Uma pesquisa do centro de pesquisas americano Rand Corporation dá razão aos pequenos produtores. Uma eventual legalização para fins recreativos faria o preço de 1 grama de maconha cair dos atuais 16 dólares para pouco mais de 1 dólar. A queda não viria dos mom and pop growers, cujos custos se manteriam os mesmos.

Viria dos proprietários de grandes fazendas mecanizadas e com mais poder para negociar preços de adubos e sementes. Os pequenos agricultores teriam perdas também no front fiscal. “Com a legalização, viriam taxas altíssimas, comparáveis às do álcool e do tabaco — e o fim de nossos lucros”, diz o agricultor Tucker Jones, de 62 anos, fornecedor de maconha para lojas autorizadas no condado californiano de Trinity.

Saída pelo turismo

Outro fator que mobilizou apoio ao “não” foi o temor de que, com a legalização, a droga californiana pudesse abastecer o mercado negro de outros estados. “A queda do preço da maconha provavelmente faria com que muitos dos atuais pequenos produtores fossem buscar consumidores no restante dos Estados Unidos, onde o uso da droga para fins recreativos continua sendo proibido”, diz Joseph Burguer, presidente da Associação dos Produtores do condado de Humboldt, também no Emerald Triangle.

Apesar de toda a resistência dos mom and pop growers, o movimento em favor do “sim” não desistiu. Pretende colher novamente as 380 000 assinaturas necessárias para a realização de outro referendo. De acordo com o raciocínio deles, se a votação ocorrer no mesmo dia da eleição presidencial de 2012, o comparecimento em maior número de jovens será capaz de reverter o resultado.

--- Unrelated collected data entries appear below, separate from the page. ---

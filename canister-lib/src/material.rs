//! Material identifiers stored in the record's material-type field.
//!
//! The id is what the printer actually checks; the names are the canonical
//! spellings used on cartridge labels. Real dumps contain ids outside this
//! table, so lookups return `Option`.

static MATERIALS: &[(u8, &str)] = &[
    (0x00, "ABS"),
    (0x01, "ABS_RED"),
    (0x02, "ABS_GRN"),
    (0x03, "ABS_BLK"),
    (0x04, "ABS_YEL"),
    (0x05, "ABS_BLU"),
    (0x06, "ABS_CST"),
    (0x07, "ABSI"),
    (0x08, "ABSI_RED"),
    (0x09, "ABSI_GRN"),
    (0x0a, "ABSI_BLK"),
    (0x0b, "ABSI_YEL"),
    (0x0c, "ABSI_BLU"),
    (0x0d, "ABSI_AMB"),
    (0x0e, "ABSI_CST"),
    (0x0f, "ABS_S"),
    (0x10, "PC"),
    (0x11, "PC_RED"),
    (0x12, "PC_GRN"),
    (0x13, "PC_BLK"),
    (0x14, "PC_YEL"),
    (0x15, "PC_BLU"),
    (0x16, "PC_CST"),
    (0x17, "PC_S"),
    (0x18, "ULT9085"),
    (0x19, "ULT_RED"),
    (0x1a, "ULT_GRN"),
    (0x1b, "ULT_BLK"),
    (0x1c, "ULT_YEL"),
    (0x1d, "ULT_BLU"),
    (0x1e, "ULT_CST"),
    (0x1f, "ULT_S"),
    (0x20, "PPSF"),
    (0x21, "PPSF_RED"),
    (0x22, "PPSF_GRN"),
    (0x23, "PPSF_BLK"),
    (0x24, "PPSF_YEL"),
    (0x25, "PPSF_BLU"),
    (0x26, "PPSF_CST"),
    (0x27, "PPSF_S"),
    (0x28, "ABS_SS"),
    (0x29, "P401"),
    (0x2a, "P401_RED"),
    (0x2b, "P401_GRN"),
    (0x2c, "P401_BLK"),
    (0x2d, "P401_YEL"),
    (0x2e, "P401_BLU"),
    (0x2f, "P401_CST"),
    (0x30, "ABS_SGRY"),
    (0x31, "ABS_GRY"),
    (0x33, "ABSI_GRY"),
    (0x3c, "P430"),
    (0x3d, "P430_RED"),
    (0x3e, "P430_GRN"),
    (0x3f, "P430_BLK"),
    (0x40, "P430_YEL"),
    (0x41, "P430_BLU"),
    (0x42, "P430_CST"),
    (0x43, "P430_GRY"),
    (0x44, "P430_NYL"),
    (0x45, "P430_ORG"),
    (0x46, "P430_FLS"),
    (0x47, "P430_IVR"),
    (0x50, "ABS_M30I"),
    (0x51, "ABS_ESD7"),
    (0x64, "PCABSWHT"),
    (0x65, "PCABSRED"),
    (0x66, "PCABSGRN"),
    (0x67, "PC_ABS"),
    (0x68, "PCABSYEL"),
    (0x69, "PCABSBLU"),
    (0x6a, "PCABSCST"),
    (0x6b, "PCABSGRY"),
    (0x78, "SR20"),
    (0x82, "PC_SR"),
    (0x8c, "ABS_M30"),
    (0x8d, "M30_RED"),
    (0x8e, "M30_GRN"),
    (0x8f, "M30_BLK"),
    (0x90, "M30_YEL"),
    (0x91, "M30_BLU"),
    (0x92, "M30_CST"),
    (0x93, "M30_GRY"),
    (0x94, "M30_SGRY"),
    (0x95, "M30_WHT"),
    (0x96, "M30_SIL"),
    (0xa0, "ABS_S_2"),
    (0xaa, "ABS_SS_2"),
    (0xab, "SR30"),
    (0xad, "ULT_S2"),
    (0xae, "SR_100"),
    (0xb4, "PC_ISO"),
    (0xbe, "PC_ISO_T"),
    (0xbf, "P1_5M1"),
    (0xc0, "P1_5M2"),
    (0xc1, "P1_5M3"),
    (0xc2, "RD1"),
    (0xc3, "RD2"),
    (0xc4, "RD3"),
    (0xc5, "RD4"),
    (0xc6, "RD5"),
    (0xc7, "RD6"),
    (0xc8, "RD7"),
    (0xc9, "RD8"),
    (0xca, "RD9"),
    (0xcb, "RD10"),
];

/// Canonical name for a material id.
pub fn name_from_id(id: u8) -> Option<&'static str> {
    MATERIALS
        .iter()
        .find(|&&(known, _)| known == id)
        .map(|&(_, name)| name)
}

/// Material id for a name; matching is case-insensitive.
pub fn id_from_name(name: &str) -> Option<u8> {
    MATERIALS
        .iter()
        .find(|&&(_, known)| known.eq_ignore_ascii_case(name))
        .map(|&(id, _)| id)
}

/// Every known material in id order, for listings.
pub fn known() -> impl Iterator<Item = (u8, &'static str)> {
    MATERIALS.iter().copied()
}

#[cfg(test)]
mod tests {
    use super::*;

    #[test]
    fn abs_is_material_zero() {
        assert_eq!(id_from_name("ABS"), Some(0x00));
        assert_eq!(name_from_id(0x00), Some("ABS"));
    }

    #[test]
    fn lookup_is_case_insensitive() {
        assert_eq!(id_from_name("abs_m30"), Some(0x8c));
        assert_eq!(id_from_name("Sr30"), Some(0xab));
    }

    #[test]
    fn gaps_report_unknown() {
        assert_eq!(name_from_id(0x32), None);
        assert_eq!(name_from_id(0xff), None);
        assert_eq!(id_from_name("VIBRANIUM"), None);
    }

    #[test]
    fn names_map_back_to_their_ids() {
        for (id, name) in known() {
            assert_eq!(id_from_name(name), Some(id), "{name}");
        }
    }
}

A jornalista e ativista do movimento pró-legalização Kym Kemp já tem até um plano de salvamento para os atuais produtores. Segundo ela, o Emerald Triangle, colado ao Napa Valley, região de vinhedos na Califórnia que atrai mais de 4 milhões de visitantes por ano, poderia seguir o mesmo caminho, com direito a visitas às plantações de maconha e sessões de degustação.